▶ [How to complete this task]: Could you copy every line of the data that contains "UnsupportedFormat"?

▶ [Material provided]:
^^^^

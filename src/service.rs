//! Service Module
//!
//! アップロードと質問応答の2つの操作を束ねるサービスファサードを提供する
//! モジュール。HTTP層などの外部コラボレーターは、このファサードの
//! 2メソッドをそのままエンドポイントに対応付けることを想定しています。
//! エラーは`SheetScoutError::fault()`でステータス分類できます。

use std::io::{Read, Seek};
use std::path::Path;

use serde::Serialize;

use crate::builder::Detector;
use crate::error::SheetScoutError;
use crate::qa::ChatClient;
use crate::snapshot::SnapshotStore;

/// アップロード処理の結果サマリー
#[derive(Debug, Clone, PartialEq, Eq, Serialize)]
pub struct UploadSummary {
    /// 処理結果メッセージ
    pub message: String,

    /// 検出されたテーブル数
    pub tables_detected: usize,
}

/// 質問応答の結果
#[derive(Debug, Clone, PartialEq, Eq, Serialize)]
pub struct QaAnswer {
    /// 受け取った質問文
    pub question: String,

    /// モデルの応答テキスト（加工なし）
    pub answer: String,
}

/// ワークブック質問応答サービス
///
/// 検出器・スナップショットストア・チャットクライアントを束ねた
/// サービスオブジェクトです。依存はすべてコンストラクタで注入します。
///
/// # 使用例
///
/// ```rust,no_run
/// use std::fs::File;
/// use sheetscout::{ChatClient, DetectorBuilder, SnapshotStore, WorkbookQaService};
///
/// # fn main() -> Result<(), sheetscout::SheetScoutError> {
/// let api_key = std::env::var("OPENAI_API_KEY").expect("OPENAI_API_KEY not set");
/// let service = WorkbookQaService::new(
///     DetectorBuilder::new().build()?,
///     SnapshotStore::new("data.json"),
///     ChatClient::new(api_key),
/// );
///
/// let summary = service.upload("report.xlsx", File::open("report.xlsx")?)?;
/// println!("{} tables detected", summary.tables_detected);
///
/// let answer = service.ask("What is the total revenue?")?;
/// println!("{}", answer.answer);
/// # Ok(())
/// # }
/// ```
#[derive(Debug)]
pub struct WorkbookQaService {
    /// テーブル検出器
    detector: Detector,

    /// スナップショットストア
    store: SnapshotStore,

    /// チャット補完クライアント
    chat: ChatClient,
}

impl WorkbookQaService {
    /// 依存を注入してサービスを構築
    pub fn new(detector: Detector, store: SnapshotStore, chat: ChatClient) -> Self {
        Self {
            detector,
            store,
            chat,
        }
    }

    /// ワークブックをアップロードし、検出結果をスナップショットへ保存
    ///
    /// ファイル名の拡張子が`.xlsx`でない場合、解析を開始する前に
    /// `UnsupportedFormat`で拒否します。検出に成功すると、全テーブルを
    /// 1つのJSONドキュメントとして保存し（前回の内容は上書き）、
    /// サマリーを返します。
    ///
    /// # 引数
    ///
    /// * `file_name` - アップロードされたファイルの名前（拡張子検証用）
    /// * `input` - ワークブックを読み込むためのリーダー
    pub fn upload<R: Read + Seek>(
        &self,
        file_name: &str,
        input: R,
    ) -> Result<UploadSummary, SheetScoutError> {
        validate_extension(file_name)?;

        let tables = self.detector.detect_tables(input)?;
        self.store.save(&tables)?;

        Ok(UploadSummary {
            message: "File uploaded and processed successfully.".to_string(),
            tables_detected: tables.len(),
        })
    }

    /// スナップショットをコンテキストとして質問に回答
    ///
    /// スナップショットが存在しない場合は`MissingSnapshot`を返します
    /// （アップロード前の質問を一般的な失敗と区別するため）。
    ///
    /// # 引数
    ///
    /// * `question` - 自由形式の質問文
    pub fn ask(&self, question: &str) -> Result<QaAnswer, SheetScoutError> {
        let context = self.store.load_raw()?;
        let answer = self.chat.ask(question, &context)?;

        Ok(QaAnswer {
            question: question.to_string(),
            answer,
        })
    }
}

/// アップロードファイル名の拡張子を検証
///
/// `.xlsx`（大文字小文字は区別しない）以外は`UnsupportedFormat`で
/// 拒否します。
fn validate_extension(file_name: &str) -> Result<(), SheetScoutError> {
    let extension = Path::new(file_name)
        .extension()
        .and_then(|ext| ext.to_str());

    match extension {
        Some(ext) if ext.eq_ignore_ascii_case("xlsx") => Ok(()),
        Some(ext) => Err(SheetScoutError::UnsupportedFormat {
            extension: ext.to_string(),
        }),
        None => Err(SheetScoutError::UnsupportedFormat {
            extension: file_name.to_string(),
        }),
    }
}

^^^^

▶ [Written answer]:
    /// `UnsupportedFormat`で拒否します。検出に成功すると、全テーブルを
/// `.xlsx`（大文字小文字は区別しない）以外は`UnsupportedFormat`で
        Some(ext) => Err(SheetScoutError::UnsupportedFormat {
        None => Err(SheetScoutError::UnsupportedFormat {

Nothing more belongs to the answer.